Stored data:
//! Remote adapter: a scoring service reached over a JSON transport.
//!
//! The request body is the clinical input; the response is either an
//! assessment or `{"error": "..."}`. Endpoints are tried in order and the
//! first valid answer wins.

use serde::Deserialize;
use serde_json::Value;

use crate::domain::{ClinicalInput, RiskAssessment, RiskFactor, MAX_RISK_SCORE};
use crate::ports::{Provenance, RiskScorer, Scored, ScorerKind, ScoringError, ScoringTransport};

/// Response body of a scoring service.
#[derive(Debug, Deserialize)]
#[serde(rename_all = "camelCase")]
struct WireAssessment {
    risk_score: f64,
    risk_factors: Vec<RiskFactor>,
    has_heart_disease: bool,
    #[serde(default)]
    model_used: Option<bool>,
    #[serde(default)]
    message: Option<String>,
}

/// Scorer backed by one or more remote endpoints.
pub struct RemoteScorer<T: ScoringTransport> {
    transport: T,
    endpoints: Vec<String>,
}

impl<T: ScoringTransport> RemoteScorer<T> {
    /// Create a remote scorer over `endpoints`, tried in the given order.
    pub fn new(transport: T, endpoints: Vec<String>) -> Self {
        Self {
            transport,
            endpoints,
        }
    }

    #[must_use]
    pub fn endpoints(&self) -> &[String] {
        &self.endpoints
    }

    #[cfg(test)]
    pub(crate) fn transport(&self) -> &T {
        &self.transport
    }

    fn score_at(&self, url: &str, body: &Value) -> Result<Scored, ScoringError> {
        let response = self.transport.post_json(url, body)?;
        parse_response(response)
    }
}

/// Decode a service response into an assessment.
fn parse_response(response: Value) -> Result<Scored, ScoringError> {
    if let Some(error) = response.get("error").filter(|e| !e.is_null()) {
        let message = error
            .as_str()
            .map_or_else(|| error.to_string(), ToString::to_string);
        return Err(ScoringError::Remote(message));
    }

    let wire: WireAssessment = serde_json::from_value(response)
        .map_err(|e| ScoringError::InvalidResponse(e.to_string()))?;

    let score = wire.risk_score;
    if !(0.0..=f64::from(MAX_RISK_SCORE)).contains(&score) || score.fract() != 0.0 {
        return Err(ScoringError::InvalidResponse(format!(
            "riskScore {score} is not an integer in [0, {MAX_RISK_SCORE}]"
        )));
    }

    let unknown = wire.risk_factors.iter().filter(|f| !f.is_known()).count();
    if unknown > 0 {
        tracing::debug!("Remote reported {unknown} factor(s) outside the local rule table");
    }

    let assessment =
        RiskAssessment::reported(score as u8, wire.risk_factors, wire.has_heart_disease);
    if !assessment.is_consistent() {
        tracing::warn!(
            "Remote flag disagrees with its score (score={}, hasHeartDisease={}); \
             keeping reported flag",
            assessment.risk_score(),
            assessment.has_heart_disease()
        );
    }

    Ok(Scored {
        assessment,
        provenance: Provenance {
            model_used: wire.model_used,
            message: wire.message,
        },
    })
}

impl<T: ScoringTransport> RiskScorer for RemoteScorer<T> {
    fn name(&self) -> &str {
        "remote-service"
    }

    fn kind(&self) -> ScorerKind {
        ScorerKind::Remote
    }

    fn evaluate(&self, input: &ClinicalInput) -> Result<Scored, ScoringError> {
        let body = serde_json::to_value(input)
            .map_err(|e| ScoringError::InvalidResponse(format!("request encoding failed: {e}")))?;

        let mut last_error = ScoringError::NoEndpoints;
        for (attempt, url) in self.endpoints.iter().enumerate() {
            match self.score_at(url, &body) {
                Ok(scored) => {
                    tracing::debug!("Remote endpoint #{} answered", attempt + 1);
                    return Ok(scored);
                }
                Err(e) => {
                    tracing::debug!("Remote endpoint #{} failed: {}", attempt + 1, e);
                    last_error = e;
                }
            }
        }

        Err(last_error)
    }
}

About this exercise:
Exactly as they appear above, the records are to be transcribed in full.

Your response:
//! Remote adapter: a scoring service reached over a JSON transport.
//!
//! The request body is the clinical input; the response is either an
//! assessment or `{"error": "..."}`. Endpoints are tried in order and the
//! first valid answer wins.

use serde::Deserialize;
use serde_json::Value;

use crate::domain::{ClinicalInput, RiskAssessment, RiskFactor, MAX_RISK_SCORE};
use crate::ports::{Provenance, RiskScorer, Scored, ScorerKind, ScoringError, ScoringTransport};

/// Response body of a scoring service.
#[derive(Debug, Deserialize)]
#[serde(rename_all = "camelCase")]
struct WireAssessment {
    risk_score: f64,
    risk_factors: Vec<RiskFactor>,
    has_heart_disease: bool,
    #[serde(default)]
    model_used: Option<bool>,
    #[serde(default)]
    message: Option<String>,
}

/// Scorer backed by one or more remote endpoints.
pub struct RemoteScorer<T: ScoringTransport> {
    transport: T,
    endpoints: Vec<String>,
}

impl<T: ScoringTransport> RemoteScorer<T> {
    /// Create a remote scorer over `endpoints`, tried in the given order.
    pub fn new(transport: T, endpoints: Vec<String>) -> Self {
        Self {
            transport,
            endpoints,
        }
    }

    #[must_use]
    pub fn endpoints(&self) -> &[String] {
        &self.endpoints
    }

    #[cfg(test)]
    pub(crate) fn transport(&self) -> &T {
        &self.transport
    }

    fn score_at(&self, url: &str, body: &Value) -> Result<Scored, ScoringError> {
        let response = self.transport.post_json(url, body)?;
        parse_response(response)
    }
}

/// Decode a service response into an assessment.
fn parse_response(response: Value) -> Result<Scored, ScoringError> {
    if let Some(error) = response.get("error").filter(|e| !e.is_null()) {
        let message = error
            .as_str()
            .map_or_else(|| error.to_string(), ToString::to_string);
        return Err(ScoringError::Remote(message));
    }

    let wire: WireAssessment = serde_json::from_value(response)
        .map_err(|e| ScoringError::InvalidResponse(e.to_string()))?;

    let score = wire.risk_score;
    if !(0.0..=f64::from(MAX_RISK_SCORE)).contains(&score) || score.fract() != 0.0 {
        return Err(ScoringError::InvalidResponse(format!(
            "riskScore {score} is not an integer in [0, {MAX_RISK_SCORE}]"
        )));
    }

    let unknown = wire.risk_factors.iter().filter(|f| !f.is_known()).count();
    if unknown > 0 {
        tracing::debug!("Remote reported {unknown} factor(s) outside the local rule table");
    }

    let assessment =
        RiskAssessment::reported(score as u8, wire.risk_factors, wire.has_heart_disease);
    if !assessment.is_consistent() {
        tracing::warn!(
            "Remote flag disagrees with its score (score={}, hasHeartDisease={}); \
             keeping reported flag",
            assessment.risk_score(),
            assessment.has_heart_disease()
        );
    }

    Ok(Scored {
        assessment,
        provenance: Provenance {
            model_used: wire.model_used,
            message: wire.message,
        },
    })
}

impl<T: ScoringTransport> RiskScorer for RemoteScorer<T> {
    fn name(&self) -> &str {
        "remote-service"
    }

    fn kind(&self) -> ScorerKind {
        ScorerKind::Remote
    }

    fn evaluate(&self, input: &ClinicalInput) -> Result<Scored, ScoringError> {
        let body = serde_json::to_value(input)
            .map_err(|e| ScoringError::InvalidResponse(format!("request encoding failed: {e}")))?;

        let mut last_error = ScoringError::NoEndpoints;
        for (attempt, url) in self.endpoints.iter().enumerate() {
            match self.score_at(url, &body) {
                Ok(scored) => {
                    tracing::debug!("Remote endpoint #{} answered", attempt + 1);
                    return Ok(scored);
                }
                Err(e) => {
                    tracing::debug!("Remote endpoint #{} failed: {}", attempt + 1, e);
                    last_error = e;
                }
            }
        }

        Err(last_error)
    }
}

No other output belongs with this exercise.